Detroit-Style Pizza and the Las Vegas Counter-Narrative
Las Vegas has spent decades building a dining identity around scale and celebrity. The corridor between the Bellagio and the Venetian is dense with big-name imports: the kind of restaurant that arrives fully formed, with a Manhattan pedigree, a sommelier in a tailored jacket, and a prix-fixe that competes with what you'd pay at Le Bernardin in New York City or Alinea in Chicago. That model works, and it has made Las Vegas a legitimate fine-dining destination. But it has also created a specific kind of counter-current: operators who occupy the gaps left by that upward pressure, serving food that is precise and product-led rather than spectacle-led.
Guerrilla Pizza Company is a Detroit-style pizza restaurant at 900 S Las Vegas Blvd, Las Vegas, and sits in that counter-current. The address places it at the southern end of the Strip corridor, slightly outside the main casino cluster where rents and expectations are lower and the clientele skews more local. Detroit-style pizza, the format the kitchen works in, is a regional American tradition with a specific technical identity: rectangular pans, a high-hydration dough that fries slightly in oil-coated steel trays, a thick and airy crumb, and a lace of caramelized cheese that runs up the sides and crisps against the pan wall. The result is a crust with more structural integrity and a more complex edge texture than Neapolitan or New York-style equivalents. It is not a novelty format.

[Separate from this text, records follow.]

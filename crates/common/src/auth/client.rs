//! OAuth 2.0 client implementation with PKCE support
//!
//! Handles the public-client flow against the accounts service:
//! - Authorize URL building
//! - Authorization code exchange (`authorization_code` grant)
//! - Token refresh (`refresh_token` grant)
//!
//! Requests are sent once. Authorization codes are single-use, so a failed
//! exchange is reported rather than retried.

use async_trait::async_trait;
use reqwest::Client;
use tracing::{debug, error, warn};

use super::pkce::PKCEChallenge;
use super::traits::TokenExchanger;
use super::types::{OAuthConfig, OAuthError, TokenGrant, TokenResponse};

/// Error type for OAuth client operations
#[derive(Debug)]
pub enum OAuthClientError {
    /// HTTP request failed before a response arrived
    RequestFailed(reqwest::Error),

    /// Token endpoint answered with a non-success status
    TokenEndpoint { status: u16, error: Option<OAuthError> },

    /// Provider rejected the redirect URI (configuration bug)
    RedirectMismatch(String),

    /// Failed to parse response
    ParseError(String),

    /// No refresh token available
    NoRefreshToken,

    /// Invalid configuration
    ConfigError(String),
}

impl OAuthClientError {
    /// HTTP status reported by the token endpoint, if one was received
    #[must_use]
    pub fn status(&self) -> Option<u16> {
        match self {
            Self::TokenEndpoint { status, .. } => Some(*status),
            Self::RequestFailed(e) => e.status().map(|s| s.as_u16()),
            _ => None,
        }
    }
}

impl std::fmt::Display for OAuthClientError {
    fn fmt(&self, f: &mut std::fmt::Formatter<'_>) -> std::fmt::Result {
        match self {
            Self::RequestFailed(e) => write!(f, "HTTP request failed: {e}"),
            Self::TokenEndpoint { status, error: Some(e) } => {
                write!(f, "Token endpoint returned HTTP {status}: {e}")
            }
            Self::TokenEndpoint { status, error: None } => {
                write!(f, "Token endpoint returned HTTP {status}")
            }
            Self::RedirectMismatch(msg) => write!(f, "Redirect URI mismatch: {msg}"),
            Self::ParseError(msg) => write!(f, "Parse error: {msg}"),
            Self::NoRefreshToken => write!(f, "No refresh token available"),
            Self::ConfigError(msg) => write!(f, "Configuration error: {msg}"),
        }
    }
}

impl std::error::Error for OAuthClientError {}

impl From<reqwest::Error> for OAuthClientError {
    fn from(err: reqwest::Error) -> Self {
        Self::RequestFailed(err)
    }
}

/// OAuth 2.0 public client with PKCE
#[derive(Debug, Clone)]
pub struct OAuthClient {
    config: OAuthConfig,
    client: Client,
}

impl OAuthClient {
    /// Create a client with a default HTTP stack (30s timeout)
    ///
    /// `CLEANPLAYER_DISABLE_PROXY` bypasses system proxies.
    ///
    /// # Examples
    /// ```
    /// use cleanplayer_common::auth::{OAuthClient, OAuthConfig};
    ///
    /// let config = OAuthConfig::new(
    ///     "https://accounts.spotify.com".to_string(),
    ///     "client_id".to_string(),
    ///     "http://localhost:5173/test/".to_string(),
    ///     vec!["streaming".to_string()],
    /// );
    /// let client = OAuthClient::new(config);
    /// assert_eq!(client.redirect_uri(), "http://localhost:5173/test/");
    /// ```
    #[must_use]
    pub fn new(config: OAuthConfig) -> Self {
        let builder = Client::builder().timeout(std::time::Duration::from_secs(30));
        let builder = if std::env::var_os("CLEANPLAYER_DISABLE_PROXY").is_some() {
            builder.no_proxy()
        } else {
            builder
        };
        let client = builder.build().unwrap_or_else(|_| Client::new());

        Self { config, client }
    }

    /// Create a client around an existing reqwest client
    #[must_use]
    pub fn with_http_client(config: OAuthConfig, client: Client) -> Self {
        Self { config, client }
    }

    /// Build the authorize URL for a PKCE pair
    ///
    /// Parameters: `client_id`, `response_type=code`, `redirect_uri`,
    /// space-separated `scope`, `code_challenge_method=S256`,
    /// `code_challenge`.
    #[must_use]
    pub fn authorization_url(&self, challenge: &PKCEChallenge) -> String {
        let params = [
            ("client_id", self.config.client_id.clone()),
            ("response_type", "code".to_string()),
            ("redirect_uri", self.config.redirect_uri.clone()),
            ("scope", self.config.scope_string()),
            ("code_challenge_method", challenge.challenge_method().to_string()),
            ("code_challenge", challenge.code_challenge.clone()),
        ];

        let query_string = params
            .iter()
            .map(|(k, v)| format!("{k}={}", urlencoding::encode(v)))
            .collect::<Vec<_>>()
            .join("&");

        format!("{}?{}", self.config.authorization_url(), query_string)
    }

    /// Exchange an authorization code for tokens
    ///
    /// # Errors
    /// Returns error if:
    /// - The provider rejects the redirect URI (`RedirectMismatch`)
    /// - The token endpoint answers non-2xx (`TokenEndpoint`)
    /// - The response body cannot be parsed
    pub async fn exchange_code(
        &self,
        code: &str,
        verifier: &str,
    ) -> Result<TokenGrant, OAuthClientError> {
        if code.is_empty() {
            return Err(OAuthClientError::ConfigError("Authorization code is empty".to_string()));
        }

        let params = [
            ("client_id", self.config.client_id.as_str()),
            ("grant_type", "authorization_code"),
            ("code", code),
            ("redirect_uri", self.config.redirect_uri.as_str()),
            ("code_verifier", verifier),
        ];

        self.post_token_request(&params, "authorization_code").await
    }

    /// Refresh an access token
    ///
    /// # Errors
    /// Returns error if:
    /// - No refresh token provided
    /// - The token endpoint answers non-2xx (revoked or expired token)
    /// - The response body cannot be parsed
    pub async fn refresh(&self, refresh_token: &str) -> Result<TokenGrant, OAuthClientError> {
        if refresh_token.is_empty() {
            return Err(OAuthClientError::NoRefreshToken);
        }

        let params = [
            ("client_id", self.config.client_id.as_str()),
            ("grant_type", "refresh_token"),
            ("refresh_token", refresh_token),
        ];

        self.post_token_request(&params, "refresh_token").await
    }

    async fn post_token_request(
        &self,
        params: &[(&str, &str)],
        grant_type: &str,
    ) -> Result<TokenGrant, OAuthClientError> {
        debug!(grant_type, "Posting token request");
        let response = self.client.post(self.config.token_url()).form(params).send().await?;
        let status = response.status();

        if !status.is_success() {
            let body = response.text().await.unwrap_or_default();
            let oauth_error = serde_json::from_str::<OAuthError>(&body).ok();

            if let Some(e) = oauth_error.as_ref().filter(|e| e.is_redirect_mismatch()) {
                error!(
                    grant_type,
                    redirect_uri = %self.config.redirect_uri,
                    "Provider rejected redirect URI; check the registered redirect URI"
                );
                return Err(OAuthClientError::RedirectMismatch(e.to_string()));
            }

            warn!(grant_type, status = status.as_u16(), "Token endpoint rejected request");
            return Err(OAuthClientError::TokenEndpoint {
                status: status.as_u16(),
                error: oauth_error,
            });
        }

        let token_response: TokenResponse =
            response.json().await.map_err(|e| OAuthClientError::ParseError(e.to_string()))?;

        Ok(token_response.into())
    }

    /// Get the configured redirect URI
    #[must_use]
    pub fn redirect_uri(&self) -> &str {
        &self.config.redirect_uri
    }

    /// Get a reference to the OAuth configuration
    #[must_use]
    pub fn config(&self) -> &OAuthConfig {
        &self.config
    }
}

#[async_trait]
impl TokenExchanger for OAuthClient {
    fn authorization_url(&self, challenge: &PKCEChallenge) -> String {
        Self::authorization_url(self, challenge)
    }

    async fn exchange_code(
        &self,
        code: &str,
        verifier: &str,
    ) -> Result<TokenGrant, OAuthClientError> {
        Self::exchange_code(self, code, verifier).await
    }

    async fn refresh(&self, refresh_token: &str) -> Result<TokenGrant, OAuthClientError> {
        Self::refresh(self, refresh_token).await
    }

    fn redirect_uri(&self) -> &str {
        Self::redirect_uri(self)
    }
}
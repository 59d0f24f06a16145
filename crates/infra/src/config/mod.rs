//! Configuration loading and management
//!
//! This module provides utilities for loading application configuration
//! from environment variables and files.

pub mod loader;

// Re-export commonly used items
pub use loader::{apply_env_overrides, load, load_from_env, load_from_file, probe_config_paths};
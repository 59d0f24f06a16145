//! Infrastructure error plumbing

pub mod conversions;

pub use conversions::{status_error, InfraError};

Detroit pizza has a documented post-war history in Michigan, and its national spread over the last decade tracks with the broader rediscovery of American regional food traditions.
Format and Setting
The physical environment at Guerrilla Pizza Company does not attempt to replicate the production values of a Strip dining room. The address in a street-level unit at 900 S Las Vegas Blvd signals a no-frills format, and the name itself, guerrilla, as in operating outside the mainstream supply chain, positions the operation against the casino-floor restaurant model. In a city where the default dining experience involves a reservation made weeks in advance and a check that reflects the real estate costs of a resort floor, a counter-service or casual sit-down pizza operation reads as a deliberate departure.
That positioning is not without precedent in Las Vegas. A handful of operators, some visible in our full Las Vegas restaurants guide, have built durable businesses by anchoring to a specific regional food tradition and executing it with enough discipline to hold a local following independent of tourist traffic. Aburiya Raku is the reference point most critics cite for this model: a Japanese robatayaki house off the Strip that has maintained a reputation built almost entirely on product quality and word-of-mouth rather than resort co-branding. Guerrilla Pizza Company operates in a different category and a different price tier, but the structural logic is similar.
Detroit Pizza in Context
Understanding what makes Detroit-style pizza a distinct product requires understanding what it is not. Unlike Neapolitan pizza, which is governed by strict flour, fermentation, and temperature protocols and has a formal certification body, Detroit-style has no central regulatory body. Its identity is defined by pan geometry, dough hydration, and cheese placement rather than by rule. The Wisconsin brick cheese traditionally used in Detroit, placed edge to edge so it fuses with the pan wall during baking, produces the characteristic lace crust that most operators treat as the signature quality marker.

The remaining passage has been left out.